== What needs to be done ==
Whenever a line in the entries below contains the string "extra", copy that line.

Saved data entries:
****************
//! Durable metadata written onto every provisioned resource
//!
//! Tags are the only state fleetlab keeps. Adapters store them as EC2 tags,
//! Compute Engine metadata or container labels and decode them back into
//! [`Node`]s on every listing.

use crate::error::{FleetError, Result};
use crate::model::{
    Arch, Expiry, Features, GroupKind, GroupName, Node, NodeInstance, NodeNo, NodeState,
};
use std::collections::BTreeMap;

pub const TAG_MANAGED: &str = "fleetlab-managed";
pub const TAG_OWNER: &str = "fleetlab-owner";
pub const TAG_EXPIRES: &str = "fleetlab-expires";
pub const TAG_FEATURES: &str = "fleetlab-features";
pub const TAG_KIND: &str = "fleetlab-kind";
pub const TAG_GROUP: &str = "fleetlab-group";
pub const TAG_NODE: &str = "fleetlab-node";
pub const TAG_NODE_SEQ_HIGH: &str = "fleetlab-node-seq-high";
/// First node number of a contiguous deploy batch
pub const TAG_BATCH_FIRST: &str = "fleetlab-batch-first";
pub const TAG_PROJECT: &str = "fleetlab-project";
pub const TAG_DISTRO: &str = "fleetlab-distro";
pub const TAG_DISTRO_VERSION: &str = "fleetlab-distro-version";
pub const TAG_AEROSPIKE_VERSION: &str = "fleetlab-aerospike-version";
pub const TAG_CLIENT_TYPE: &str = "fleetlab-client-type";
pub const TAG_ARCH: &str = "fleetlab-arch";
pub const TAG_TEMPLATE: &str = "fleetlab-template";
pub const TAG_VOLUME: &str = "fleetlab-volume";

/// Keys owned by fleetlab; user labels must not overwrite them
pub const RESERVED_TAGS: [&str; 15] = [
    TAG_MANAGED,
    TAG_EXPIRES,
    TAG_FEATURES,
    TAG_KIND,
    TAG_GROUP,
    TAG_NODE,
    TAG_NODE_SEQ_HIGH,
    TAG_BATCH_FIRST,
    TAG_PROJECT,
    TAG_DISTRO,
    TAG_DISTRO_VERSION,
    TAG_AEROSPIKE_VERSION,
    TAG_CLIENT_TYPE,
    TAG_ARCH,
    TAG_TEMPLATE,
];

/// Tags shared by every node of one deploy request
#[derive(Debug, Clone, PartialEq)]
pub struct NodeTags {
    pub kind: GroupKind,
    pub group: GroupName,
    pub owner: String,
    pub project: Option<String>,
    pub expires: Expiry,
    pub features: Features,
    pub node_seq_high: NodeNo,
    pub distribution: String,
    pub distro_version: String,
    pub aerospike_version: Option<String>,
    pub client_type: Option<String>,
    pub arch: Arch,
    /// Free-form user tags
    pub extra: BTreeMap<String, String>,
}

impl NodeTags {
    /// Full tag map for node `node_no`
    pub fn to_map(&self, node_no: NodeNo) -> BTreeMap<String, String> {
        let mut tags = self.extra.clone();
        tags.insert(TAG_MANAGED.to_string(), "true".to_string());
        tags.insert(TAG_KIND.to_string(), self.kind.as_str().to_string());
        tags.insert(TAG_GROUP.to_string(), self.group.to_string());
        tags.insert(TAG_NODE.to_string(), node_no.to_string());
        tags.insert(TAG_NODE_SEQ_HIGH.to_string(), self.node_seq_high.to_string());
        tags.insert(TAG_OWNER.to_string(), self.owner.clone());
        tags.insert(TAG_EXPIRES.to_string(), self.expires.to_tag());
        tags.insert(TAG_FEATURES.to_string(), self.features.to_tag());
        tags.insert(TAG_DISTRO.to_string(), self.distribution.clone());
        tags.insert(TAG_DISTRO_VERSION.to_string(), self.distro_version.clone());
        tags.insert(TAG_ARCH.to_string(), self.arch.as_str().to_string());
        if let Some(project) = &self.project {
            tags.insert(TAG_PROJECT.to_string(), project.clone());
        }
        if let Some(version) = &self.aerospike_version {
            tags.insert(TAG_AEROSPIKE_VERSION.to_string(), version.clone());
        }
        if let Some(client_type) = &self.client_type {
            tags.insert(TAG_CLIENT_TYPE.to_string(), client_type.clone());
        }
        tags
    }

    /// Decodes a tag map written by [`NodeTags::to_map`]
    pub fn from_map(tags: &BTreeMap<String, String>) -> Result<(NodeTags, NodeNo)> {
        let required = |key: &str| {
            tags.get(key)
                .map(String::as_str)
                .ok_or_else(|| FleetError::validation(format!("missing tag {}", key)))
        };
        let optional = |key: &str| tags.get(key).filter(|v| !v.is_empty()).cloned();

        let kind: GroupKind = required(TAG_KIND)?.parse()?;
        let group = GroupName::new(required(TAG_GROUP)?)?;
        let node_no: NodeNo = required(TAG_NODE)?
            .parse()
            .map_err(|_| FleetError::validation(format!("invalid {} tag", TAG_NODE)))?;
        if node_no == 0 {
            return Err(FleetError::validation(format!("invalid {} tag", TAG_NODE)));
        }
        let node_seq_high = tags
            .get(TAG_NODE_SEQ_HIGH)
            .and_then(|v| v.parse().ok())
            .unwrap_or(node_no);
        let expires = match tags.get(TAG_EXPIRES) {
            Some(raw) => Expiry::parse(raw)?,
            None => Expiry::Never,
        };
        let features = tags
            .get(TAG_FEATURES)
            .map(|v| Features::from_tag(v))
            .unwrap_or_default();
        let arch = tags
            .get(TAG_ARCH)
            .and_then(|v| v.parse().ok())
            .unwrap_or_default();
        let extra = tags
            .iter()
            .filter(|(k, _)| !RESERVED_TAGS.contains(&k.as_str()) && k.as_str() != TAG_OWNER)
            .map(|(k, v)| (k.clone(), v.clone()))
            .collect();

        Ok((
            NodeTags {
                kind,
                group,
                owner: optional(TAG_OWNER).unwrap_or_default(),
                project: optional(TAG_PROJECT),
                expires,
                features,
                node_seq_high,
                distribution: optional(TAG_DISTRO).unwrap_or_default(),
                distro_version: optional(TAG_DISTRO_VERSION).unwrap_or_default(),
                aerospike_version: optional(TAG_AEROSPIKE_VERSION),
                client_type: optional(TAG_CLIENT_TYPE),
                arch,
                extra,
            },
            node_no,
        ))
    }
}

/// Builds a [`Node`] from its tag map plus the provider's instance facts
pub fn node_from_tags(tags: BTreeMap<String, String>, instance: NodeInstance) -> Result<Node> {
    let (decoded, node_no) = NodeTags::from_map(&tags)?;
    Ok(Node {
        group: decoded.group,
        kind: decoded.kind,
        node_no,
        instance_id: instance.instance_id,
        private_ip: instance.private_ip,
        public_ip: instance.public_ip,
        state: instance.state.unwrap_or(NodeState::Provisioning),
        arch: instance.arch.unwrap_or(decoded.arch),
        distribution: decoded.distribution,
        distro_version: decoded.distro_version,
        aerospike_version: decoded.aerospike_version,
        client_type: decoded.client_type,
        owner: decoded.owner,
        project: decoded.project,
        expires: decoded.expires,
        features: decoded.features,
        zone: instance.zone,
        instance_type: instance.instance_type,
        spot: instance.spot,
        firewalls: instance.firewalls,
        node_seq_high: decoded.node_seq_high,
        tags,
    })
}

/// True when `tags` belong to a fleetlab node of `kind`
pub fn is_managed(tags: &BTreeMap<String, String>, kind: Option<GroupKind>) -> bool {
    if tags.get(TAG_MANAGED).map(String::as_str) != Some("true") {
        return false;
    }
    match kind {
        Some(kind) => tags.get(TAG_KIND).map(String::as_str) == Some(kind.as_str()),
        None => true,
    }
}

/// Rejects user labels that would overwrite fleetlab-owned keys
pub fn check_user_tag(key: &str) -> Result<()> {
    if key.is_empty() {
        return Err(FleetError::validation("tag key must not be empty"));
    }
    if RESERVED_TAGS.contains(&key) {
        return Err(FleetError::validation(format!(
            "tag '{}' is managed by fleetlab",
            key
        )));
    }
    Ok(())
}

#[cfg(test)]
mod tests {
    use super::*;
    use chrono::{TimeZone, Utc};

    fn sample() -> NodeTags {
        NodeTags {
            kind: GroupKind::Cluster,
            group: GroupName::new("mydc").unwrap(),
            owner: "alice".to_string(),
            project: Some("demo".to_string()),
            expires: Expiry::At(Utc.with_ymd_and_hms(2026, 5, 1, 0, 0, 0).unwrap()),
            features: Features::AEROSPIKE,
            node_seq_high: 3,
            distribution: "ubuntu".to_string(),
            distro_version: "24.04".to_string(),
            aerospike_version: Some("8.0.0.1".to_string()),
            client_type: None,
            arch: Arch::Arm64,
            extra: BTreeMap::from([("team".to_string(), "qa".to_string())]),
        }
    }

    #[test]
    fn test_map_contains_node_specific_values() {
        let map = sample().to_map(2);
        assert_eq!(map[TAG_NODE], "2");
        assert_eq!(map[TAG_NODE_SEQ_HIGH], "3");
        assert_eq!(map[TAG_EXPIRES], "2026-05-01T00:00:00Z");
        assert_eq!(map[TAG_FEATURES], "1");
        assert_eq!(map["team"], "qa");
        assert!(!map.contains_key(TAG_CLIENT_TYPE));
        assert!(is_managed(&map, Some(GroupKind::Cluster)));
        assert!(!is_managed(&map, Some(GroupKind::Client)));
    }

    #[test]
    fn test_decode_written_tags() {
        let tags = sample();
        let (decoded, node_no) = NodeTags::from_map(&tags.to_map(2)).unwrap();
        assert_eq!(node_no, 2);
        assert_eq!(decoded, tags);
    }

    #[test]
    fn test_node_from_tags_prefers_instance_facts() {
        let node = node_from_tags(
            sample().to_map(1),
            NodeInstance {
                instance_id: "i-1".to_string(),
                public_ip: Some("203.0.113.5".to_string()),
                state: Some(NodeState::Running),
                arch: Some(Arch::Amd64),
                ..Default::default()
            },
        )
        .unwrap();
        assert_eq!(node.arch, Arch::Amd64);
        assert_eq!(node.state, NodeState::Running);
        assert_eq!(node.owner, "alice");
        assert_eq!(node.reachable_ip(), Some("203.0.113.5"));
    }

    #[test]
    fn test_missing_or_bad_tags() {
        let mut map = sample().to_map(1);
        map.insert(TAG_NODE.to_string(), "0".to_string());
        assert!(NodeTags::from_map(&map).is_err());
        map.remove(TAG_GROUP);
        assert!(NodeTags::from_map(&map).is_err());
    }

    #[test]
    fn test_reserved_user_tags() {
        assert!(check_user_tag("team").is_ok());
        assert!(check_user_tag(TAG_EXPIRES).is_err());
        assert!(check_user_tag("").is_err());
    }
}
****************
== Solved exercise ==
    pub extra: BTreeMap<String, String>,
        let mut tags = self.extra.clone();
        let extra = tags
                extra,
            extra: BTreeMap::from([("team".to_string(), "qa".to_string())]),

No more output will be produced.